The first ocean steamship lines came into operation across the North Atlantic. The technological advances during the first half of the nineteenth century were so great that the journey time of fourteen days between Bristol and New York, already possible by midcentury, stood virtually unchallenged during the next few decades.
15
The beginning of the great migration to the New World then created a passenger demand of novel proportions. The same was not true of other parts of the globe, where, as in India, subsidized mail steamers became the driving force of maritime expansion. No imperial or colonial power thought it could afford to do without its own postal service between the mother country and its overseas possessions. The opening of the Suez Canal in 1869 triggered a further growth of passenger transportation between Europe and Asia, while the shipping lines also did a roaring trade in tropical exports. Although, thanks to its huge internal market, the United States rose after midcentury to become the largest shipping nation in the world, Britain hung on to its leading position in overseas transportation. In 1914 it still accounted for 45 percent of world commercial tonnage, followed by Germany (11 percent) and the United States (9 percent). Japan had reached 3.8 percent, just behind France (4.2 percent) but in front of the Netherlands (3.2 percent) that had dominated the seas in the seventeenth century.
16

World maritime trade should not be thought of as an evenly connected network; it did not embrace vast regions such as northern Asia (which acquired an ice-free port only in 1860 with the founding of Vladivostok on the Pacific coast. By the criterion of seagoing tonnage, the world's four main ports in 1888 were London, New York, Liverpool, and Hamburg. Hong Kong—the gateway to the Chinese market and a major transhipment center for Southeast Asia—trailed behind in seventh place, but it was already far ahead of any other Asian port.
17
The major shipping routes were: (1) from Japan and Hong Kong to the Atlantic and North Sea ports, via the Strait of Malacca (Singapore), the northern Indian Ocean, Red Sea, Suez Canal, and Straits of Gibraltar; (2) from Australia to the Cape of Good Hope and then along the African West coast to Europe; (3) from New York to London and Liverpool (the widest shipping lane of all); (4) from Europe to Rio de Janeiro and the River Plate ports; and (5) across the Pacific from San Francisco and Seattle to Yokohama, the leading port of Japan.
18
Thus, although world shipping had a presence here and there in the remotest Pacific islands by 1900, it displayed a high degree of geographical concentration.

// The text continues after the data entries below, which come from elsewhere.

//! Error taxonomy for the sampling, storage and rendering paths.
//!
//! Each error type maps to one recovery boundary:
//! - [`DeviceReadError`] is absorbed by the [`Sampler`](crate::sampler::Sampler),
//!   which substitutes a `0` reading.
//! - [`StoreError`] is logged by the collector loop; the flush is dropped.
//! - [`RenderError`] is absorbed by the query service, which serves the
//!   fallback graphic.

use std::time::Duration;

use thiserror::Error;

/// Failure to read an instantaneous utilization value from the device.
#[derive(Debug, Error)]
pub enum DeviceReadError {
    /// No usable device was found, or the source is not available here.
    #[error("device unavailable: {0}")]
    Unavailable(String),
    /// A helper program could not be run or exited unsuccessfully.
    #[error("{program} failed: {reason}")]
    Command { program: String, reason: String },
    /// The device answered with something that is not a number.
    #[error("unparseable utilization reading: {0:?}")]
    Parse(String),
    /// The device answered with a number outside 0..=100.
    #[error("utilization reading out of range: {0}")]
    OutOfRange(f64),
    /// The read did not complete within the polling interval.
    #[error("device read timed out after {0:?}")]
    Timeout(Duration),
    /// An earlier read is still outstanding; no new read was started.
    #[error("previous device read still in progress")]
    Busy,
    #[error("device i/o error: {0}")]
    Io(#[from] std::io::Error),
}

/// Failure of the per-day record store.
#[derive(Debug, Error)]
pub enum StoreError {
    #[error("sqlite error: {0}")]
    Sqlite(#[from] rusqlite::Error),
    #[error("store i/o error: {0}")]
    Io(#[from] std::io::Error),
    /// A persisted row violates the record invariants.
    #[error("corrupt row for {date}: {reason}")]
    CorruptRow { date: String, reason: String },
}

/// Failure while producing a calendar graphic.
#[derive(Debug, Error)]
pub enum RenderError {
    #[error("could not load activity history: {0}")]
    Store(#[from] StoreError),
    /// The requested fetch window cannot be represented as calendar dates.
    #[error("invalid history window: {0}")]
    InvalidWindow(String),
}
//! Hardware configuration checks: discontinued modules plus a handful of
//! parameter constellations that Automation Runtime 6 no longer accepts.

use regex::Regex;

use crate::checkers::{location_at, rule_finding, CheckContext, Checker};
use crate::kb::loader::KnowledgeBase;
use crate::kb::schema::{RuleKind, Severity};
use crate::report::Finding;
use crate::walker::{ClassifiedFile, FileRole};

pub struct HardwareChecker {
    module_re: Regex,
    file_device_re: Regex,
    ftp_partition_re: Regex,
}

impl HardwareChecker {
    pub fn new() -> Self {
        Self {
            module_re: Regex::new(r#"<Module\s+[^>]*Type\s*=\s*"([^"]*)""#)
                .expect("valid pattern"),
            file_device_re: Regex::new(
                r#"<Parameter\s+ID\s*=\s*"FileDevicePath\d*"\s+Value\s*=\s*"([^"]*)""#,
            )
            .expect("valid pattern"),
            ftp_partition_re: Regex::new(
                r#"<Parameter\s+ID\s*=\s*"FTPMSPartition\d*"\s+Value\s*=\s*"SYSTEM""#,
            )
            .expect("valid pattern"),
        }
    }

    fn check_modules(
        &self,
        file: &ClassifiedFile,
        content: &str,
        kb: &KnowledgeBase,
    ) -> Vec<Finding> {
        let mut findings = Vec::new();
        for caps in self.module_re.captures_iter(content) {
            let module_type = match caps.get(1) {
                Some(m) => m.as_str().trim(),
                None => continue,
            };
            if let Some(rule) = kb.lookup(RuleKind::HardwareModule, module_type) {
                let offset = caps.get(0).map(|m| m.start()).unwrap_or(0);
                findings.push(rule_finding(
                    rule,
                    kb,
                    file,
                    Some(location_at(content, offset)),
                    format!("hardware module '{}' is not supported by AR6", module_type),
                ));
            }
        }
        findings
    }

    fn check_parameters(&self, file: &ClassifiedFile, content: &str) -> Vec<Finding> {
        let mut findings = Vec::new();
        for caps in self.file_device_re.captures_iter(content) {
            let value = caps.get(1).map(|m| m.as_str()).unwrap_or("");
            if value.to_ascii_uppercase().contains("SYSTEM") {
                let offset = caps.get(0).map(|m| m.start()).unwrap_or(0);
                findings.push(Finding {
                    rule: "file-device-system-partition".to_string(),
                    file: file.path.clone(),
                    location: Some(location_at(content, offset)),
                    severity: Severity::Error,
                    message: format!(
                        "file device points to the SYSTEM partition ('{}')",
                        value
                    ),
                    hint: Some(
                        "AR6 write-protects the system partition; move the file device to \
                         the user partition"
                            .to_string(),
                    ),
                });
            }
        }
        for m in self.ftp_partition_re.find_iter(content) {
            findings.push(Finding {
                rule: "ftp-system-partition".to_string(),
                file: file.path.clone(),
                location: Some(location_at(content, m.start())),
                severity: Severity::Error,
                message: "FTP server exposes the SYSTEM partition".to_string(),
                hint: Some(
                    "AR6 blocks FTP access to the system partition; restrict the server \
                     to the user partition"
                        .to_string(),
                ),
            });
        }
        findings
    }
}

impl Default for HardwareChecker {
    fn default() -> Self {
        Self::new()
    }
}

impl Checker for HardwareChecker {
    fn id(&self) -> &'static str {
        "hardware"
    }

    fn roles(&self) -> &'static [FileRole] {
        &[FileRole::HardwareConfig]
    }

    fn check(
        &self,
        file: &ClassifiedFile,
        content: &str,
        kb: &KnowledgeBase,
        _ctx: &CheckContext,
    ) -> Vec<Finding> {
        let mut findings = self.check_modules(file, content, kb);
        findings.extend(self.check_parameters(file, content));
        findings
    }
}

The sector itself was also highly concentrated. This was the great age of the private shipping companies (the state, despite a fin-de-siècle enthusiasm for “naval power,” was much less involved than in the railroads), and some were among the best capitalized joint stock corporations in the world. Their hallmarks were regularity and punctuality, good service across a range of price categories, and safety standards which—despite some spectacular accidents, such as the sinking of the
Titanic
off Newfoundland on April 14, 1912—would have been scarcely imaginable in the age of the sailing ship, or even in the early decades of steamship travel. The major companies, such as the Holland-America Lijn, Norddeutscher Lloyd,
Hamburg-Amerika-Linie (or HAPAG), Cunard, Alfred Holt, or and Peninsula & Oriental Line, embodied at one and the same time a capitalism with global reach, a high level of technological perfection, and claims to superior civilization associated with sophisticated travel. The luxurious “swimming palaces” (a popular advertising cliché) became emblematic of the last three decades before the First World War.
19
From the 1860s on, national rivalry among the great shipping lines was repeatedly offset by the sharing out of markets and cartel-like “shipping conferences” that served to hold prices steady.

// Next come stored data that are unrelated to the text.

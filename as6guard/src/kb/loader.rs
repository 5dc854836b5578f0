//! Knowledge Base construction and indexing.
//!
//! Rule data comes from one JSON file per category. The loader validates
//! every record, rejects duplicate `(kind, identifier)` keys and malformed
//! version ranges, and builds the lookup indexes the checkers rely on. The
//! resulting `KnowledgeBase` is immutable and shared read-only.

use std::collections::HashMap;
use std::path::Path;

use serde::Deserialize;

use crate::kb::schema::{Rule, RuleKind};

#[derive(Debug, thiserror::Error)]
pub enum KnowledgeBaseError {
    #[error("failed to read rule data '{name}': {source}")]
    Io {
        name: String,
        #[source]
        source: std::io::Error,
    },
    #[error("failed to parse rule data '{name}': {source}")]
    Parse {
        name: String,
        #[source]
        source: serde_json::Error,
    },
    #[error("duplicate rule ({kind}, {identifier}) in '{name}'")]
    DuplicateRule {
        kind: RuleKind,
        identifier: String,
        name: String,
    },
    #[error("malformed version range for rule '{identifier}' in '{name}'")]
    InvalidVersionRange { identifier: String, name: String },
    #[error("rule data '{name}' has ruleset version '{found}', expected '{expected}'")]
    VersionMismatch {
        name: String,
        expected: String,
        found: String,
    },
    #[error("duplicate link topic '{topic}' in '{name}'")]
    DuplicateLink { topic: String, name: String },
    #[error("no rule data sources given")]
    NoSources,
}

/// Documentation link record. Topics a finding's hint mentions get the
/// matching link appended.
#[derive(Debug, Clone, Deserialize)]
pub struct Link {
    pub topic: String,
    pub url: String,
}

/// On-disk shape of one rule data file.
#[derive(Debug, Deserialize)]
struct RuleFile {
    version: String,
    #[serde(default)]
    rules: Vec<Rule>,
    #[serde(default)]
    links: Vec<Link>,
}

/// Validated, indexed rule set. Lookup by `(kind, identifier)` is O(1);
/// prefix-pattern rules are matched by scanning the per-kind list.
#[derive(Debug)]
pub struct KnowledgeBase {
    version: String,
    rules: Vec<Rule>,
    by_key: HashMap<(RuleKind, String), usize>,
    by_kind: HashMap<RuleKind, Vec<usize>>,
    links: Vec<Link>,
}

impl KnowledgeBase {
    /// Build a Knowledge Base from named JSON sources. The name is only
    /// used in error messages.
    pub fn from_sources(sources: &[(&str, &str)]) -> Result<Self, KnowledgeBaseError> {
        if sources.is_empty() {
            return Err(KnowledgeBaseError::NoSources);
        }

        let mut version: Option<String> = None;
        let mut rules: Vec<Rule> = Vec::new();
        let mut by_key: HashMap<(RuleKind, String), usize> = HashMap::new();
        let mut by_kind: HashMap<RuleKind, Vec<usize>> = HashMap::new();
        let mut links: Vec<Link> = Vec::new();

        for (name, json) in sources {
            let file: RuleFile =
                serde_json::from_str(json).map_err(|source| KnowledgeBaseError::Parse {
                    name: (*name).to_string(),
                    source,
                })?;

            match &version {
                None => version = Some(file.version.clone()),
                Some(expected) if *expected != file.version => {
                    return Err(KnowledgeBaseError::VersionMismatch {
                        name: (*name).to_string(),
                        expected: expected.clone(),
                        found: file.version,
                    });
                }
                Some(_) => {}
            }

            for rule in file.rules {
                if !rule.source_range.is_valid() || !rule.target_range.is_valid() {
                    return Err(KnowledgeBaseError::InvalidVersionRange {
                        identifier: rule.identifier.clone(),
                        name: (*name).to_string(),
                    });
                }
                let key = rule.key();
                if by_key.contains_key(&key) {
                    return Err(KnowledgeBaseError::DuplicateRule {
                        kind: rule.kind,
                        identifier: rule.identifier.clone(),
                        name: (*name).to_string(),
                    });
                }
                let idx = rules.len();
                by_key.insert(key, idx);
                by_kind.entry(rule.kind).or_default().push(idx);
                rules.push(rule);
            }

            for link in file.links {
                if links
                    .iter()
                    .any(|known| known.topic.eq_ignore_ascii_case(&link.topic))
                {
                    return Err(KnowledgeBaseError::DuplicateLink {
                        topic: link.topic,
                        name: (*name).to_string(),
                    });
                }
                links.push(link);
            }
        }

        // Stable link order keeps the appended references deterministic.
        links.sort_by(|a, b| a.topic.cmp(&b.topic));

        let version = version.unwrap_or_default();
        tracing::debug!(
            ruleset = %version,
            rules = rules.len(),
            links = links.len(),
            "knowledge base loaded"
        );

        Ok(KnowledgeBase {
            version,
            rules,
            by_key,
            by_kind,
            links,
        })
    }

    /// Load rule data from external JSON files.
    pub fn from_paths<P: AsRef<Path>>(paths: &[P]) -> Result<Self, KnowledgeBaseError> {
        let mut owned = Vec::with_capacity(paths.len());
        for path in paths {
            let path = path.as_ref();
            let name = path.display().to_string();
            let json = std::fs::read_to_string(path).map_err(|source| {
                KnowledgeBaseError::Io {
                    name: name.clone(),
                    source,
                }
            })?;
            owned.push((name, json));
        }
        let borrowed: Vec<(&str, &str)> = owned
            .iter()
            .map(|(n, j)| (n.as_str(), j.as_str()))
            .collect();
        Self::from_sources(&borrowed)
    }

    pub fn version(&self) -> &str {
        &self.version
    }

    pub fn len(&self) -> usize {
        self.rules.len()
    }

    pub fn is_empty(&self) -> bool {
        self.rules.is_empty()
    }

    /// Exact lookup by kind and identifier, case-insensitive.
    pub fn lookup(&self, kind: RuleKind, identifier: &str) -> Option<&Rule> {
        self.by_key
            .get(&(kind, identifier.to_ascii_lowercase()))
            .map(|&idx| &self.rules[idx])
    }

    /// All rules that match `token` under any of the given kinds, including
    /// prefix-pattern rules. Result order follows rule-file order.
    pub fn matching_rules(&self, kinds: &[RuleKind], token: &str) -> Vec<&Rule> {
        let mut out = Vec::new();
        for kind in kinds {
            for rule in self.rules_of_kind(*kind) {
                if rule.matches_token(token) {
                    out.push(rule);
                }
            }
        }
        out
    }

    /// Ordered rules of one kind, for checkers that must scan.
    pub fn rules_of_kind(&self, kind: RuleKind) -> impl Iterator<Item = &Rule> {
        self.by_kind
            .get(&kind)
            .map(|v| v.as_slice())
            .unwrap_or(&[])
            .iter()
            .map(move |&idx| &self.rules[idx])
    }

    /// Documentation link for an exact topic, case-insensitive.
    pub fn link_for(&self, topic: &str) -> Option<&str> {
        self.links
            .iter()
            .find(|link| link.topic.eq_ignore_ascii_case(topic))
            .map(|link| link.url.as_str())
    }

    /// Append the documentation link of every known topic the text
    /// mentions, the way the original analyzer decorated its log lines.
    pub fn linkify(&self, text: &str) -> String {
        let mut out = text.to_string();
        for link in &self.links {
            if text.contains(&link.topic) && !out.contains(&link.url) {
                out.push_str(" See ");
                out.push_str(&link.url);
            }
        }
        out
    }

    /// Rules of the given kinds that carry a rewrite pattern, in rule-file
    /// order. This is the subset the rewrite engine executes.
    pub fn rewrite_rules(&self, kinds: &[RuleKind]) -> Vec<&Rule> {
        let mut out = Vec::new();
        for kind in kinds {
            for rule in self.rules_of_kind(*kind) {
                if rule.rewrite.is_some() {
                    out.push(rule);
                }
            }
        }
        out
    }
}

Although world shipping under northwestern European and North American control included all coastal regions between the 40
th
parallel south and the 50
th
parallel north in its global timetable, this was still not a truly global transportation network if measured against the airline yardstick of the last quarter of the twentieth century.
20
Only air travel would overcome the rift between land and sea, operating between air
ports
most of which are located inland. Virtually no large city in today's world lies outside the air network, and the frequency of contact is infinitely greater than it was in the heyday of passenger shipping. Moreover, the initial European-American monopoly was broken. From the 1970s on, even the smallest country set great store by having a national airline; only the collapse of Swissair in 2001 ushered in a new trend to privatization and the weakening of national transportation sovereignty. The largest globalization impetus in transportation history took place following the Second World War, especially in and after the sixties, when long-distance air travel ceased to be the preserve of politicians, managers, and wealthy individuals. The technological basis for this was jet propulsion. Since 1958, when the Boeing 707 came into service, and even 1970, when the Boeing 747 inaugurated the “jumbo” format, we have been living in a jet age beyond the dreams of the boldest visionaries of the nineteenth century.

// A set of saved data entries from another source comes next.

//! Text-level helpers for the rewrite engine: argument splitting, call
//! rendering and the balance/diff utilities.

use crate::kb::schema::{ArgScale, RewriteSpec};
use crate::lexer::{CommentStyle, Lexer, TokenKind};

/// Split an argument list body on top-level commas. The input is the text
/// between the call's outer parentheses; nested calls, index brackets and
/// string literals keep their commas.
pub fn split_args(body: &str, style: CommentStyle) -> Vec<&str> {
    let trimmed_all = body.trim();
    if trimmed_all.is_empty() {
        return Vec::new();
    }
    let mut cut_points = Vec::new();
    let mut depth: i32 = 0;
    for token in Lexer::new(body, style).tokens() {
        if token.kind != TokenKind::Symbol {
            continue;
        }
        match token.text {
            "(" | "[" => depth += 1,
            ")" | "]" => depth -= 1,
            "," if depth == 0 => cut_points.push(token.start),
            _ => {}
        }
    }
    let mut args = Vec::with_capacity(cut_points.len() + 1);
    let mut start = 0;
    for cut in cut_points {
        args.push(body[start..cut].trim());
        start = cut + 1;
    }
    args.push(body[start..].trim());
    args
}

/// Render the replacement call expression for a call-pattern rewrite.
/// Returns `None` when the spec references an argument the call does not
/// have; the caller skips the site and records a warning.
pub fn render_call(spec: &RewriteSpec, args: &[&str]) -> Option<String> {
    let order: Vec<usize> = match &spec.arg_order {
        Some(order) => order.clone(),
        None => (0..args.len()).collect(),
    };
    let mut rendered = Vec::with_capacity(order.len());
    for &idx in &order {
        let arg = *args.get(idx)?;
        rendered.push(render_arg(arg, idx, spec.scale.as_ref()));
    }
    Some(format!("{}({})", spec.replacement, rendered.join(", ")))
}

fn render_arg(arg: &str, index: usize, scale: Option<&ArgScale>) -> String {
    match scale {
        Some(s) if s.arg == index => {
            // Parenthesize so the factor binds to the whole expression.
            format!("({}) * {}", arg, s.factor)
        }
        _ => arg.to_string(),
    }
}

/// Net counts of live-code parentheses and brackets. Comments and strings
/// are excluded, so a replacement may not silently change nesting.
pub fn delimiter_balance(src: &str, style: CommentStyle) -> (i64, i64) {
    let mut parens = 0i64;
    let mut brackets = 0i64;
    for token in Lexer::new(src, style).tokens() {
        if token.kind != TokenKind::Symbol {
            continue;
        }
        match token.text {
            "(" => parens += 1,
            ")" => parens -= 1,
            "[" => brackets += 1,
            "]" => brackets -= 1,
            _ => {}
        }
    }
    (parens, brackets)
}

/// Line-pair diff between two texts. Rewrites replace spans inside a line
/// and never add or remove lines, so pairing by index is enough.
pub fn line_diff(old: &str, new: &str) -> String {
    let mut out = String::new();
    let old_lines: Vec<&str> = old.lines().collect();
    let new_lines: Vec<&str> = new.lines().collect();
    let common = old_lines.len().min(new_lines.len());
    for i in 0..common {
        if old_lines[i] != new_lines[i] {
            out.push_str(&format!("-{} {}\n", i + 1, old_lines[i]));
            out.push_str(&format!("+{} {}\n", i + 1, new_lines[i]));
        }
    }
    for (i, line) in old_lines.iter().enumerate().skip(common) {
        out.push_str(&format!("-{} {}\n", i + 1, line));
    }
    for (i, line) in new_lines.iter().enumerate().skip(common) {
        out.push_str(&format!("+{} {}\n", i + 1, line));
    }
    out
}

#[cfg(test)]
mod tests {
    use super::*;
    use crate::kb::schema::PatternKind;

    fn spec(replacement: &str, arg_order: Option<Vec<usize>>, scale: Option<ArgScale>) -> RewriteSpec {
        RewriteSpec {
            pattern: PatternKind::Call,
            replacement: replacement.to_string(),
            arg_order,
            scale,
        }
    }

    #[test]
    fn splits_top_level_commas_only() {
        let args = split_args("a, pow(b, c), arr[i, j], 'x,y'", CommentStyle::StructuredText);
        assert_eq!(args, vec!["a", "pow(b, c)", "arr[i, j]", "'x,y'"]);
    }

    #[test]
    fn empty_body_is_zero_args() {
        assert!(split_args("  ", CommentStyle::StructuredText).is_empty());
    }

    #[test]
    fn renders_reordered_and_dropped_args() {
        let s = spec("newfn", Some(vec![1, 0]), None);
        assert_eq!(
            render_call(&s, &["a", "b", "c"]).unwrap(),
            "newfn(b, a)".to_string()
        );
    }

    #[test]
    fn renders_scaled_arg() {
        let s = spec(
            "newfn",
            None,
            Some(ArgScale {
                arg: 1,
                factor: "1000".to_string(),
            }),
        );
        assert_eq!(
            render_call(&s, &["a", "t + 1"]).unwrap(),
            "newfn(a, (t + 1) * 1000)".to_string()
        );
    }

    #[test]
    fn out_of_range_arg_index_is_rejected() {
        let s = spec("newfn", Some(vec![0, 3]), None);
        assert!(render_call(&s, &["a", "b"]).is_none());
    }

    #[test]
    fn balance_ignores_comments_and_strings() {
        let (p, b) = delimiter_balance(
            "x := f(a[1]); (* unbalanced ((( *) s := ')';",
            CommentStyle::StructuredText,
        );
        assert_eq!(p, 0);
        assert_eq!(b, 0);
    }

    #[test]
    fn diff_pairs_changed_lines() {
        let old = "a\nb\nc\n";
        let new = "a\nB\nc\n";
        assert_eq!(line_diff(old, new), "-2 b\n+2 B\n");
    }
}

The Railroad as Network Technology

The globalization effect of the railroad was not as great as that of the slightly older steamship. Railroads are systems with narrower spatial limits.
21
Technologically they were a complete novelty for which the world was unprepared, whereas the steamship had merged over a period of decades with an older infrastructure of water transportation. When the coal-based technologies arrived, there were already seaports but not yet railroad stations and iron tracks. Once built, however, the railroad was less dependent on climate and the environment; and this greater reliability meant that it could be better tied into production schedules. Only trains could guarantee the regular food supply to large cities and hence their future growth. The railroad was also less risky for the carriage of freight: a shipwreck might spell enormous financial losses, whereas a rail accident seldom destroyed wealth on a major scale, and insurance costs were accordingly lower. The techno-economic complex of the railroad gave rise to the first private companies of giant size that had ever existed: big business was a creature of the railroad.
22
Even so, governments often had a great stake in railroad construction—not in Britain, but certainly in Belgium and several German states, and in China and Japan. There were also mixed forms, as in the Netherlands, where it became clear after several decades of experimentation that private initiative alone would not bring about an integrated network. Only special legislation in 1875 established a state railroad system, the organization of which—as well as its operational regulations—was brought over almost entirely from Germany.
23

It is debatable what should be understood by a route
network
. Especially in the non-European world, there were various branch lines unconnected to anything else: for example, the Yunnan line built by the French between the Northern Vietnamese port of Haiphong and the terminus in the Chinese provincial capital Kunming. In Africa such branch terminal lines were the rule rather than the exception. Only in the south of the continent was there a two-dimensional network, which by the time it was completed in 1937 ran from the Cape up to the copper belt of Northern Rhodesia (Zambia).
24
The Trans-Siberian Railroad, despite a number of feeder lines, was and is a solitary arrow through the landscape. East of Omsk it served only strategic purposes, did not carry migrants on a large scale, and opened up no economic hinterland. There was a network in European Russia, but not in Siberia. In China, where railroad construction was continuous after 1897, a number of desirable and feasible stretches never left the drawing board for decades, so that the country had to make do with a fragmentary network with many loose ends, especially in the mountainous country south of the Yangtze.
25
Some parts of the interior were added only in the later twentieth century, Tibet only in 2006. In the case of Syria and Lebanon, where the railroads run by French companies had a different gauge from the Ottoman ones, two systems operated alongside each other with no points of contact.
26
Not everything that looks at first like a network holds up as one on closer inspection.